> [What you have to do]
Print the records below from the first line through the line containing "pub const ENV_REMOTE_URL: &str", both included, word for word.

──────── Data under study

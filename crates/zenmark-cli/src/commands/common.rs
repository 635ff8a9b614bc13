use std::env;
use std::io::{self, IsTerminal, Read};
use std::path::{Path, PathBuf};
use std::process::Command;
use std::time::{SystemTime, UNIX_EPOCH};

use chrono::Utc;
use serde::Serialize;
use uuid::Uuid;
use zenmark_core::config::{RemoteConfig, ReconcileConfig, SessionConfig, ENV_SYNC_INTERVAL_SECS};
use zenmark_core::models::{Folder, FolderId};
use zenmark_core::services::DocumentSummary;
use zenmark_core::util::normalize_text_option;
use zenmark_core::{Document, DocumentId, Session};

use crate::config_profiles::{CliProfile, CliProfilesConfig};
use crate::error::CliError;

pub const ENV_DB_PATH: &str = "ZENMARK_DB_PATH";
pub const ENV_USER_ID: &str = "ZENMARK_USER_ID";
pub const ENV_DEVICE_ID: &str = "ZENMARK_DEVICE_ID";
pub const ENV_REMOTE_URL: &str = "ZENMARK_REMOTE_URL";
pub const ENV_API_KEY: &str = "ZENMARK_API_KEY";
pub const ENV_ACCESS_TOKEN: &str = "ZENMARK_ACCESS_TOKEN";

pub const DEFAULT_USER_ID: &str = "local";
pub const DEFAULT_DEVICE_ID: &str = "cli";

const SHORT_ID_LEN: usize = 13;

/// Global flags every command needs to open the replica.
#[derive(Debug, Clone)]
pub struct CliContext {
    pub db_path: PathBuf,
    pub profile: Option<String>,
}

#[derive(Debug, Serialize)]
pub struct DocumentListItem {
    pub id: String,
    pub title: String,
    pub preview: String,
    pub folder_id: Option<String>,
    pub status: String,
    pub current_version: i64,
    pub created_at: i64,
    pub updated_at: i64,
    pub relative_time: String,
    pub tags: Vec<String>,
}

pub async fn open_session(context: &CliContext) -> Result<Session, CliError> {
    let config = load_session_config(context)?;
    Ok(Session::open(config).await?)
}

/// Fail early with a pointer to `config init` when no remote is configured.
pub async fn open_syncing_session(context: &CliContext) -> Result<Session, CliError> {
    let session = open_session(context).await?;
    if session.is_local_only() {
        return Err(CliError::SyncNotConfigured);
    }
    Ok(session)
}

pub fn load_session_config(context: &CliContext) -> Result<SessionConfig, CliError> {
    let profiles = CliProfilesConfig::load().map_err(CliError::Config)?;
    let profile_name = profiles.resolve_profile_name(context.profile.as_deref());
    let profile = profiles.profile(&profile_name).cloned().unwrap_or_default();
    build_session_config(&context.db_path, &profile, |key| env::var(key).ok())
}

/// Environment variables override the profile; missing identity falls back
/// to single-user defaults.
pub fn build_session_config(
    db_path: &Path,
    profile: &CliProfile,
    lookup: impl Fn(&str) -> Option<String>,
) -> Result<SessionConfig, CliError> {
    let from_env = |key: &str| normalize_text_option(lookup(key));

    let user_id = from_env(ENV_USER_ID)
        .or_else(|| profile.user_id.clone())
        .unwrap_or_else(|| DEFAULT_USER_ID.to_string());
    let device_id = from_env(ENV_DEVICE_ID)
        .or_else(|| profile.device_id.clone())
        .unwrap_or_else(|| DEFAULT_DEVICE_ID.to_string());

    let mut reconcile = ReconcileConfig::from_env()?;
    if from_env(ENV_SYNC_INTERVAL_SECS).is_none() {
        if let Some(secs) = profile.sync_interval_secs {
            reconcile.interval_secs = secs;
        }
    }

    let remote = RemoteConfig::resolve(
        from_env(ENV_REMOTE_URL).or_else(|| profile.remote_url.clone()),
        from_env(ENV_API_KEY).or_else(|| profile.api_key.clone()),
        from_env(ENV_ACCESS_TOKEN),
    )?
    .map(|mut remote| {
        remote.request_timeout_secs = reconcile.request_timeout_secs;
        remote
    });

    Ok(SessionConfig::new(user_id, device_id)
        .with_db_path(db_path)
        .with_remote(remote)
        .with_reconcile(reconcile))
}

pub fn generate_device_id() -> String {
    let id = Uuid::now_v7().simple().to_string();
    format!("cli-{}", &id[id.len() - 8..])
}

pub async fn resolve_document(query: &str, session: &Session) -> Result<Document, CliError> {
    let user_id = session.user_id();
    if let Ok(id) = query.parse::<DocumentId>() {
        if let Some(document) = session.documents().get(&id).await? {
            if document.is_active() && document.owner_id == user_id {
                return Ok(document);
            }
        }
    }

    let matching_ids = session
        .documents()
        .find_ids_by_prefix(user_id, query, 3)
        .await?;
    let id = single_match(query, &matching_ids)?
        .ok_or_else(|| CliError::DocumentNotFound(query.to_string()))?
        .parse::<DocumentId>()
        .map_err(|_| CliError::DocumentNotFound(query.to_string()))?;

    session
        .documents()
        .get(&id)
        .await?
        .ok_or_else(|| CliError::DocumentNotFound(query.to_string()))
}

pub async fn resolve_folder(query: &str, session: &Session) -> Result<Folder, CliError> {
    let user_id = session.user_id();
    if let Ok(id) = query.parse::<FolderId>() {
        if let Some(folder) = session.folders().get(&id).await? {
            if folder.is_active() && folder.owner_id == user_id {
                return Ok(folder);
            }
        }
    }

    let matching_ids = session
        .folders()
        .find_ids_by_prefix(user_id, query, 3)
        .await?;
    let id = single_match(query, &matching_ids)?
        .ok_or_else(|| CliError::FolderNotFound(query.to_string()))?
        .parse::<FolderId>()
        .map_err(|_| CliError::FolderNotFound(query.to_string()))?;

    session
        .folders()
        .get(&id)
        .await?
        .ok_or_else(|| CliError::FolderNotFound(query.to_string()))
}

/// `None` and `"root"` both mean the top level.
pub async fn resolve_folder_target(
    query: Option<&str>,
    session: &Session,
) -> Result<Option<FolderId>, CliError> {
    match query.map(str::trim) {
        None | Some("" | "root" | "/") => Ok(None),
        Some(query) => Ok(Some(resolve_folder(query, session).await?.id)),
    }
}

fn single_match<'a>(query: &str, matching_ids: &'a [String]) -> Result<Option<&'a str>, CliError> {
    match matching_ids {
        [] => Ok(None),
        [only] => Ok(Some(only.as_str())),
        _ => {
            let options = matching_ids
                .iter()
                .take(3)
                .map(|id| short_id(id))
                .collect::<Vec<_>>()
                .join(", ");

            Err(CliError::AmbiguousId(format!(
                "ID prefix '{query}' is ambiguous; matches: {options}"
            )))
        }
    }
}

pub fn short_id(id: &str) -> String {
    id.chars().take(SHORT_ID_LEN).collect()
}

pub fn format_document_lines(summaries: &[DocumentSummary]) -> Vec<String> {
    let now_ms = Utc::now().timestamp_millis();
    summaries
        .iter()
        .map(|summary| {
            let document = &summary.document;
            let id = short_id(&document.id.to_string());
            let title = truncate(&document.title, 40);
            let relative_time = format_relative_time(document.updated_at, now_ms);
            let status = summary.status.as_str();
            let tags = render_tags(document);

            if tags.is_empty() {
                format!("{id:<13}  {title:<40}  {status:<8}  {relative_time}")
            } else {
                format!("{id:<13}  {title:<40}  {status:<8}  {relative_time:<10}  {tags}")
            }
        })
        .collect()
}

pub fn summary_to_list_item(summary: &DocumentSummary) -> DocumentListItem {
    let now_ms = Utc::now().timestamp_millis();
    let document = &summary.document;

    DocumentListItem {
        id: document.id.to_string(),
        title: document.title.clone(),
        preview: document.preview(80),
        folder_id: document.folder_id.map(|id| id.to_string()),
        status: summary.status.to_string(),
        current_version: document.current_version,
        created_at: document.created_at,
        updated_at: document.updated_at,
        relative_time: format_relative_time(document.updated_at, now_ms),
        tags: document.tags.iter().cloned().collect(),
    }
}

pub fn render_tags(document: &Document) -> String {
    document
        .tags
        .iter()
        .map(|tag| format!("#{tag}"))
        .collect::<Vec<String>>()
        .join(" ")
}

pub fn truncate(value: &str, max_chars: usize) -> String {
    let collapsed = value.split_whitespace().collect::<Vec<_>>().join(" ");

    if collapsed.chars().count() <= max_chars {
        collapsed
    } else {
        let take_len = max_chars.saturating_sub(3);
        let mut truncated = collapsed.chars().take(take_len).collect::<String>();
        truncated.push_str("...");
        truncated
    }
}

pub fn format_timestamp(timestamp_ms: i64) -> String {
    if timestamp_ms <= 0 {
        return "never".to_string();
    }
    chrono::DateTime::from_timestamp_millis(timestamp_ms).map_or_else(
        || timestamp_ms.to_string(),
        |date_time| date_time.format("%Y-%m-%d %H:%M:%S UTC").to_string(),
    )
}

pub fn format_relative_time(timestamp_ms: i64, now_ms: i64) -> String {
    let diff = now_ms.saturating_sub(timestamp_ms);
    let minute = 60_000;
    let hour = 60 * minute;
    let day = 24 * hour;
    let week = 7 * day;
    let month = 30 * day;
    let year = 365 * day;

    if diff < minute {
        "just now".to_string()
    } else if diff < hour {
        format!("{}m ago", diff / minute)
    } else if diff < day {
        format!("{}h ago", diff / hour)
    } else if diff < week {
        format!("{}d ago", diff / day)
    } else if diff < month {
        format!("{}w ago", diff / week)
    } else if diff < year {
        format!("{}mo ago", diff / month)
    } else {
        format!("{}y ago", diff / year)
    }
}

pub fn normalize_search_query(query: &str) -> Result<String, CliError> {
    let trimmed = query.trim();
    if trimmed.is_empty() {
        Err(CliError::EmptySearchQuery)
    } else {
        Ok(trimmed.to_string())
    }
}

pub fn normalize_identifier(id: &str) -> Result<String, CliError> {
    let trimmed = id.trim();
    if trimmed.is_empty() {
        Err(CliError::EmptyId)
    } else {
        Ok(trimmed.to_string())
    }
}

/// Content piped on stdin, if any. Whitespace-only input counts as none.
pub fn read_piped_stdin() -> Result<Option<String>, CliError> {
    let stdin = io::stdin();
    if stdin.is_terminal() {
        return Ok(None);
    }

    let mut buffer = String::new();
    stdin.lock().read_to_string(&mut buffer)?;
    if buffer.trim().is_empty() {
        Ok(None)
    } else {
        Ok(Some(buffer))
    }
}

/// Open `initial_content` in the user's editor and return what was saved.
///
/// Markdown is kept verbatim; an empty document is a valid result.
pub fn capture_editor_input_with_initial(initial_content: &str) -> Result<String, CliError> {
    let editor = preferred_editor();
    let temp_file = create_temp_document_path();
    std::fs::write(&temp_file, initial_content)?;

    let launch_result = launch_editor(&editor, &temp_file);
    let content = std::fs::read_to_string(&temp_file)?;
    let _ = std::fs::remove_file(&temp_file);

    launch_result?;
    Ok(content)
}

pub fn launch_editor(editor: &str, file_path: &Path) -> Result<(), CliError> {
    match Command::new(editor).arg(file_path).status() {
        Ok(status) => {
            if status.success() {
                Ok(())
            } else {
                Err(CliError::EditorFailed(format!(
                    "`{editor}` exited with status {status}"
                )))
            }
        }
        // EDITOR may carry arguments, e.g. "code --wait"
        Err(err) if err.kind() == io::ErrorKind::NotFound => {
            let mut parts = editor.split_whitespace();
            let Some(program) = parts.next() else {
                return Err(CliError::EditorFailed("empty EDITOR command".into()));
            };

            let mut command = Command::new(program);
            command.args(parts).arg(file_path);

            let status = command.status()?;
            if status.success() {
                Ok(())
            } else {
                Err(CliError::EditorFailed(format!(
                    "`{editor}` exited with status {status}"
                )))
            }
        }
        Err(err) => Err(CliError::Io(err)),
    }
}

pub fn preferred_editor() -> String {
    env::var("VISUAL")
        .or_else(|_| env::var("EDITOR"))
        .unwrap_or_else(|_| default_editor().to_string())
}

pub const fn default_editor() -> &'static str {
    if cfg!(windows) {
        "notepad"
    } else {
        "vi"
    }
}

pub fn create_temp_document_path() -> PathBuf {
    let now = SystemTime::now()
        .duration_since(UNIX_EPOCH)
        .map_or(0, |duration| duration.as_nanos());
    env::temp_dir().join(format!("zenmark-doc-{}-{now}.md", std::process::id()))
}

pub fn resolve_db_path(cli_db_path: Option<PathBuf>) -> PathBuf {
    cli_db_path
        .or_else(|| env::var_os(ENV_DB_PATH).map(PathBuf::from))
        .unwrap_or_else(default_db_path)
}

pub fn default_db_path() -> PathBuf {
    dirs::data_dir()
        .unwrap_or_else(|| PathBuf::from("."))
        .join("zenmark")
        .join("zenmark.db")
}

────────────────

> [Response to the exercise]
filename crates/zenmark-cli/src/commands/common.rs
repository 635ff8a9b614bc13
use std::env;
use std::io::{self, IsTerminal, Read};
use std::path::{Path, PathBuf};
use std::process::Command;
use std::time::{SystemTime, UNIX_EPOCH};

use chrono::Utc;
use serde::Serialize;
use uuid::Uuid;
use zenmark_core::config::{RemoteConfig, ReconcileConfig, SessionConfig, ENV_SYNC_INTERVAL_SECS};
use zenmark_core::models::{Folder, FolderId};
use zenmark_core::services::DocumentSummary;
use zenmark_core::util::normalize_text_option;
use zenmark_core::{Document, DocumentId, Session};

use crate::config_profiles::{CliProfile, CliProfilesConfig};
use crate::error::CliError;

pub const ENV_DB_PATH: &str = "ZENMARK_DB_PATH";
pub const ENV_USER_ID: &str = "ZENMARK_USER_ID";
pub const ENV_DEVICE_ID: &str = "ZENMARK_DEVICE_ID";
pub const ENV_REMOTE_URL: &str = "ZENMARK_REMOTE_URL";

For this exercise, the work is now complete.